(Saved entries)
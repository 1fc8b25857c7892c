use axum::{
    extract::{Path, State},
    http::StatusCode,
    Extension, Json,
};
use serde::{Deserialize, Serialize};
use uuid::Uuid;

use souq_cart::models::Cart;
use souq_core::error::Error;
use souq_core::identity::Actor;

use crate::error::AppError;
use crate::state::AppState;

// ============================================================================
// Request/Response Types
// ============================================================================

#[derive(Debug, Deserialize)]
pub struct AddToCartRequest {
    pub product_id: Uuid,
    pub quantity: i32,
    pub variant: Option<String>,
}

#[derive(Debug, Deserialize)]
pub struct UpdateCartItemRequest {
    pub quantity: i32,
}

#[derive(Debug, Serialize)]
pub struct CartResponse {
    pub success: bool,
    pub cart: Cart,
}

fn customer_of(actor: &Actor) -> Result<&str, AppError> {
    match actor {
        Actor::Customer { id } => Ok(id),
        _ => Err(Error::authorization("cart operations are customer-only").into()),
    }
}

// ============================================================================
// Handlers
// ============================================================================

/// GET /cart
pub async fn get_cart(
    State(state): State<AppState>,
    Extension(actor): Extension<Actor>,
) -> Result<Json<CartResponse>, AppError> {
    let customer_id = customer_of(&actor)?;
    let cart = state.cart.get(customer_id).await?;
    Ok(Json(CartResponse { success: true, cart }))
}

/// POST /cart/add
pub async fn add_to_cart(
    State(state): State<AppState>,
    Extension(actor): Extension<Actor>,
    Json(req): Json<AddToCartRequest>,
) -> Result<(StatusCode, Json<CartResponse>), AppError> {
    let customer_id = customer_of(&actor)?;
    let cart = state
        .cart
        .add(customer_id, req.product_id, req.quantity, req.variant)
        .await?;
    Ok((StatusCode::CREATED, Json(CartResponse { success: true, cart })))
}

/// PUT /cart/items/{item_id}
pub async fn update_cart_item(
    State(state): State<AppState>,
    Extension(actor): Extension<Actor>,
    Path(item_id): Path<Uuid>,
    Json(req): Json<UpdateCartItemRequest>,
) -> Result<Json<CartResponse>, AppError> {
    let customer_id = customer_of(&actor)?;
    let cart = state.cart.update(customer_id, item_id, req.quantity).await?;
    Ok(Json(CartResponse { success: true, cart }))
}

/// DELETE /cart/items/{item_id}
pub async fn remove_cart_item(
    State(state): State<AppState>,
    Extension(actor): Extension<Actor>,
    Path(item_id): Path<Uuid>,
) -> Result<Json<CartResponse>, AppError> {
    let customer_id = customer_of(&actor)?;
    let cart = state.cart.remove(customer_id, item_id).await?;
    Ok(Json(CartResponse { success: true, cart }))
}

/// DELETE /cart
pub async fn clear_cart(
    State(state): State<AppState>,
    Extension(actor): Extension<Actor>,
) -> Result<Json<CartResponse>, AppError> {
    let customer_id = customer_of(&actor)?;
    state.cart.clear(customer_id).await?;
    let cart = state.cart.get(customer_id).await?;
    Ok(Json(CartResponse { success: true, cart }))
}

## TRY IT
Return each record exactly as given.

## ANSWER SPACE
repository 1fc8b25857c7892c
use axum::{
    extract::{Path, State},
    http::StatusCode,
    Extension, Json,
};
use serde::{Deserialize, Serialize};
use uuid::Uuid;

use souq_cart::models::Cart;
use souq_core::error::Error;
use souq_core::identity::Actor;

use crate::error::AppError;
use crate::state::AppState;

// ============================================================================
// Request/Response Types
// ============================================================================

#[derive(Debug, Deserialize)]
pub struct AddToCartRequest {
    pub product_id: Uuid,
    pub quantity: i32,
    pub variant: Option<String>,
}

#[derive(Debug, Deserialize)]
pub struct UpdateCartItemRequest {
    pub quantity: i32,
}

#[derive(Debug, Serialize)]
pub struct CartResponse {
    pub success: bool,
    pub cart: Cart,
}

fn customer_of(actor: &Actor) -> Result<&str, AppError> {
    match actor {
        Actor::Customer { id } => Ok(id),
        _ => Err(Error::authorization("cart operations are customer-only").into()),
    }
}

// ============================================================================
// Handlers
// ============================================================================

/// GET /cart
pub async fn get_cart(
    State(state): State<AppState>,
    Extension(actor): Extension<Actor>,
) -> Result<Json<CartResponse>, AppError> {
    let customer_id = customer_of(&actor)?;
    let cart = state.cart.get(customer_id).await?;
    Ok(Json(CartResponse { success: true, cart }))
}

/// POST /cart/add
pub async fn add_to_cart(
    State(state): State<AppState>,
    Extension(actor): Extension<Actor>,
    Json(req): Json<AddToCartRequest>,
) -> Result<(StatusCode, Json<CartResponse>), AppError> {
    let customer_id = customer_of(&actor)?;
    let cart = state
        .cart
        .add(customer_id, req.product_id, req.quantity, req.variant)
        .await?;
    Ok((StatusCode::CREATED, Json(CartResponse { success: true, cart })))
}

/// PUT /cart/items/{item_id}
pub async fn update_cart_item(
    State(state): State<AppState>,
    Extension(actor): Extension<Actor>,
    Path(item_id): Path<Uuid>,
    Json(req): Json<UpdateCartItemRequest>,
) -> Result<Json<CartResponse>, AppError> {
    let customer_id = customer_of(&actor)?;
    let cart = state.cart.update(customer_id, item_id, req.quantity).await?;
    Ok(Json(CartResponse { success: true, cart }))
}

/// DELETE /cart/items/{item_id}
pub async fn remove_cart_item(
    State(state): State<AppState>,
    Extension(actor): Extension<Actor>,
    Path(item_id): Path<Uuid>,
) -> Result<Json<CartResponse>, AppError> {
    let customer_id = customer_of(&actor)?;
    let cart = state.cart.remove(customer_id, item_id).await?;
    Ok(Json(CartResponse { success: true, cart }))
}

/// DELETE /cart
pub async fn clear_cart(
    State(state): State<AppState>,
    Extension(actor): Extension<Actor>,
) -> Result<Json<CartResponse>, AppError> {
    let customer_id = customer_of(&actor)?;
    state.cart.clear(customer_id).await?;
    let cart = state.cart.get(customer_id).await?;
    Ok(Json(CartResponse { success: true, cart }))
}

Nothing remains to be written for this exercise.